I Built a Java Library for AI Agents. Here's Why It's Under 200KB.
There is a particular kind of frustration that comes from being a Java developer in the age of AI agents. You watch the Python world conjure intelligent systems with a few dozen lines, and you return to your IDE where the recommended solutions involve importing half of Spring Boot before you've written a single prompt. I felt this frustration keenly. So I did what any stubborn developer eventually does — I built something myself.
I called it AI Agent4J. It started life as gemini-react-java, a name so literal it embarrassed me slightly. It has since grown into something I'm genuinely proud of, though I try not to say so too loudly.
The Idea Was Simple. The Execution, Less So.
The central insight behind AI Agent4J is not original to me. It is borrowed from a paper — the ReAct framework — which describes how an LLM can reason through a problem by thinking, acting, observing the result, and thinking again. Thought, Action, Observation. A loop, like the way a good mechanic approaches an unfamiliar engine.
What I wanted was to make this loop available to Java developers without ceremony. No framework to inherit from. No annotation to memorize. Just a builder, a list of tools, and a call to agent.run().
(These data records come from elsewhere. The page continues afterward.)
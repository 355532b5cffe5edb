//! `Encoder`: writes [`Value`]s in the smallest MessagePack form.
//!
//! Native values are written directly. Everything else is handed to the first
//! registry binding whose predicate accepts it; the binding writes its payload
//! into a fresh sub-buffer, and the encoder then frames that payload with an
//! extension header chosen by its exact length.

use tracing::warn;
use typepack_buffers::Writer;

use crate::constants::{ext, marker};
use crate::int_form::classify_int;
use crate::registry::Registry;
use crate::{PackError, Unsupported, Value};

/// Initial allocation for an extension payload sub-buffer.
pub const EXT_ALLOC_SIZE: usize = 64;

pub struct Encoder<'r, 'w> {
    registry: &'r Registry,
    writer: &'w mut Writer,
    depth: usize,
    max_depth: usize,
}

impl<'r, 'w> Encoder<'r, 'w> {
    /// Creates an encoder appending to `writer`.
    ///
    /// Containers and extensions nested deeper than `max_depth` are rejected
    /// with [`Unsupported::TooDeep`].
    pub fn new(registry: &'r Registry, writer: &'w mut Writer, max_depth: usize) -> Self {
        Self {
            registry,
            writer,
            depth: 0,
            max_depth,
        }
    }

    /// The output buffer, for extension payloads that write raw bytes.
    pub fn writer(&mut self) -> &mut Writer {
        self.writer
    }

    pub fn registry(&self) -> &'r Registry {
        self.registry
    }

    /// Current nesting depth.
    pub fn depth(&self) -> usize {
        self.depth
    }

    pub fn write_value(&mut self, value: &Value) -> Result<(), PackError> {
        match value {
            Value::Undefined => self.write_undefined(),
            Value::Null => self.write_null(),
            Value::Bool(b) => self.write_boolean(*b),
            Value::Integer(n) => self.write_integer(*n),
            Value::Float(f) => self.write_float(*f),
            Value::Str(s) => self.write_str(s)?,
            Value::Bytes(b) => self.write_bin(b)?,
            Value::Array(items) => self.nested(|enc| {
                enc.write_arr_hdr(items.len())?;
                items.iter().try_for_each(|item| enc.write_value(item))
            })?,
            Value::Object(pairs) => self.nested(|enc| {
                enc.write_obj_hdr(pairs.len())?;
                pairs.iter().try_for_each(|(key, val)| {
                    enc.write_str(key)?;
                    enc.write_value(val)
                })
            })?,
            other => self.write_registered(other)?,
        }
        Ok(())
    }

    /// Runs `f` one nesting level deeper.
    fn nested<F>(&mut self, f: F) -> Result<(), PackError>
    where
        F: FnOnce(&mut Self) -> Result<(), PackError>,
    {
        if self.depth >= self.max_depth {
            warn!(limit = self.max_depth, "encode nesting limit reached");
            return Err(Unsupported::TooDeep {
                limit: self.max_depth,
            }
            .into());
        }
        self.depth += 1;
        let result = f(self);
        self.depth -= 1;
        result
    }

    fn write_registered(&mut self, value: &Value) -> Result<(), PackError> {
        let registry = self.registry;
        let binding = registry.find(value).ok_or_else(|| Unsupported::Type {
            type_name: value.type_name().to_owned(),
        })?;
        let mut payload = Writer::with_alloc_size(EXT_ALLOC_SIZE);
        self.nested(|enc| {
            let mut sub = Encoder {
                registry,
                writer: &mut payload,
                depth: enc.depth,
                max_depth: enc.max_depth,
            };
            (binding.encode)(value, &mut sub)
        })?;
        self.write_ext(binding.id, payload.as_slice())
    }

    /// The "no value" sentinel: type-0 fixext1 with a zero payload byte.
    pub fn write_undefined(&mut self) {
        self.writer.buf(&[marker::FIXEXT1, ext::UNDEFINED, 0x00]);
    }

    pub fn write_null(&mut self) {
        self.writer.u8(marker::NIL);
    }

    pub fn write_boolean(&mut self, b: bool) {
        self.writer.u8(if b { marker::TRUE } else { marker::FALSE });
    }

    pub fn write_integer(&mut self, n: i64) {
        classify_int(n).write(self.writer);
    }

    pub fn write_float(&mut self, f: f64) {
        self.writer.u8f64(marker::FLOAT64, f);
    }

    pub fn write_str_hdr(&mut self, length: usize) -> Result<(), PackError> {
        if length < 0x20 {
            self.writer.u8(marker::FIXSTR | length as u8);
        } else if length <= 0xff {
            self.writer.u8u8(marker::STR8, length as u8);
        } else if length <= 0xffff {
            self.writer.u8u16(marker::STR16, length as u16);
        } else {
            self.writer.u8u32(marker::STR32, u32_len(length)?);
        }
        Ok(())
    }

    pub fn write_str(&mut self, s: &str) -> Result<(), PackError> {
        self.write_str_hdr(s.len())?;
        self.writer.utf8(s);
        Ok(())
    }

    pub fn write_bin_hdr(&mut self, length: usize) -> Result<(), PackError> {
        if length <= 0xff {
            self.writer.u8u8(marker::BIN8, length as u8);
        } else if length <= 0xffff {
            self.writer.u8u16(marker::BIN16, length as u16);
        } else {
            self.writer.u8u32(marker::BIN32, u32_len(length)?);
        }
        Ok(())
    }

    pub fn write_bin(&mut self, buf: &[u8]) -> Result<(), PackError> {
        self.write_bin_hdr(buf.len())?;
        self.writer.buf(buf);
        Ok(())
    }

    pub fn write_arr_hdr(&mut self, length: usize) -> Result<(), PackError> {
        if length < 0x10 {
            self.writer.u8(marker::FIXARRAY | length as u8);
        } else if length <= 0xffff {
            self.writer.u8u16(marker::ARRAY16, length as u16);
        } else {
            self.writer.u8u32(marker::ARRAY32, u32_len(length)?);
        }
        Ok(())
    }

    /// Generic objects stop at map16; the decoder refuses map32 outright.
    pub fn write_obj_hdr(&mut self, length: usize) -> Result<(), PackError> {
        if length < 0x10 {
            self.writer.u8(marker::FIXMAP | length as u8);
        } else if length <= 0xffff {
            self.writer.u8u16(marker::MAP16, length as u16);
        } else {
            return Err(Unsupported::TooLong { len: length }.into());
        }
        Ok(())
    }

    /// Writes an extension header for a payload of `length` bytes.
    pub fn write_ext_hdr(&mut self, type_id: u8, length: usize) -> Result<(), PackError> {
        match length {
            1 => self.writer.u8u8(marker::FIXEXT1, type_id),
            2 => self.writer.u8u8(marker::FIXEXT2, type_id),
            4 => self.writer.u8u8(marker::FIXEXT4, type_id),
            8 => self.writer.u8u8(marker::FIXEXT8, type_id),
            16 => self.writer.u8u8(marker::FIXEXT16, type_id),
            _ if length <= 0xff => {
                self.writer.u8u8(marker::EXT8, length as u8);
                self.writer.u8(type_id);
            }
            _ if length <= 0xffff => {
                self.writer.u8u16(marker::EXT16, length as u16);
                self.writer.u8(type_id);
            }
            _ => {
                self.writer.u8u32(marker::EXT32, u32_len(length)?);
                self.writer.u8(type_id);
            }
        }
        Ok(())
    }

    /// Writes a complete extension: header, then payload.
    pub fn write_ext(&mut self, type_id: u8, payload: &[u8]) -> Result<(), PackError> {
        self.write_ext_hdr(type_id, payload.len())?;
        self.writer.buf(payload);
        Ok(())
    }
}

fn u32_len(length: usize) -> Result<u32, PackError> {
    u32::try_from(length).map_err(|_| Unsupported::TooLong { len: length }.into())
}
ReActAgent agent = ReActAgent.builder()
.llmClient(client)
.addTool(new CalculatorTool())
.addTool(new CurrentTimeTool())
.maxIterations(10)
.build();
AgentResult result = agent.run("What is (15 * 23) + 47, and what time is it now?");
You can inspect every thought the agent had, every action it took, every observation it made. I find this deeply satisfying. It is, I think, how intelligent systems ought to behave — openly, accountably, without mystery.
On the Question of Which LLM
I built AI Agent4J primarily around Google Gemini, because that is the API key I had in my pocket. But I was careful — perhaps obsessively so — to ensure the library never truly depends on Gemini. There is a single interface, LLMClient, and anyone who implements it can plug in OpenAI, Anthropic, a locally running model, or something I haven't heard of yet.
I also added a RoutingLLMClient that automatically finds the cheapest capable provider and quietly handles rate limits when they come, which they always do.
The Features That Surprised Even Me
When you build a library gradually, over many evenings, you sometimes look up and find it has acquired capabilities you hadn't entirely planned. AI Agent4J now has:
Memory. Not just conversation history within a session, but semantic long-term memory — vector-backed, persisted to pgvector or running locally via ONNX — set up in a single line. The agent can remember, across conversations, that you prefer concise answers or work in the fintech industry.
Multi-agent orchestration. A manager agent can spawn isolated worker agents, delegate tasks to them, and collect results. I find this particularly elegant. It keeps each agent small and focused, and it keeps costs manageable.
Sarvam AI integration. This one I'm quietly most proud of. I integrated Sarvam AI's voice stack — text-to-speech, speech-to-text, translation — across more than ten Indian languages. A voice agent that listens in Hindi and responds in Tamil, typically in under two seconds, felt like something worth building.
Background scheduling. Agents can schedule their own future tasks. They become, in a small way, proactive.
RAG, knowledge graphs, OpenAPI tools, MCP support. The list grew longer than I intended, though the JAR remained stubbornly under 200KB. I considered this a personal victory.
What I Wanted to Avoid
I have spent time with Spring AI and LangChain4j. They are capable and well-maintained, and I mean no disrespect to the people who built them. But they carry weight — frameworks within frameworks, abstractions stacked upon abstractions. To do a simple thing, you must first learn many other things.
I wanted AI Agent4J to be the kind of library you can understand in an afternoon. Pure Java. Minimal concepts. The kind of code you can read without a guide.
I also cared, perhaps unfashionably, about explainability. The library is close to 95% compliant with xAI standards — audit logs, PII detection, bias monitoring hooks, versioned prompts. If you ever need to explain to someone what your agent did and why, you should be able to.
A Quiet Invitation
<dependency>
<groupId>io.github.srijithunni7182</groupId>
<artifactId>ai-agent4j</artifactId>
<version>0.1.0</version>
</dependency>
That is all that is required to begin. No parent POM. No starter module. No configuration class annotated with four different annotations whose purpose you will spend twenty minutes researching.
I built AI Agent4J because I wanted it to exist. If you are a Java developer who has felt, as I have, somewhat left out of the AI conversation — I hope you find it useful. It is small, it is tested, and it will not get in your way.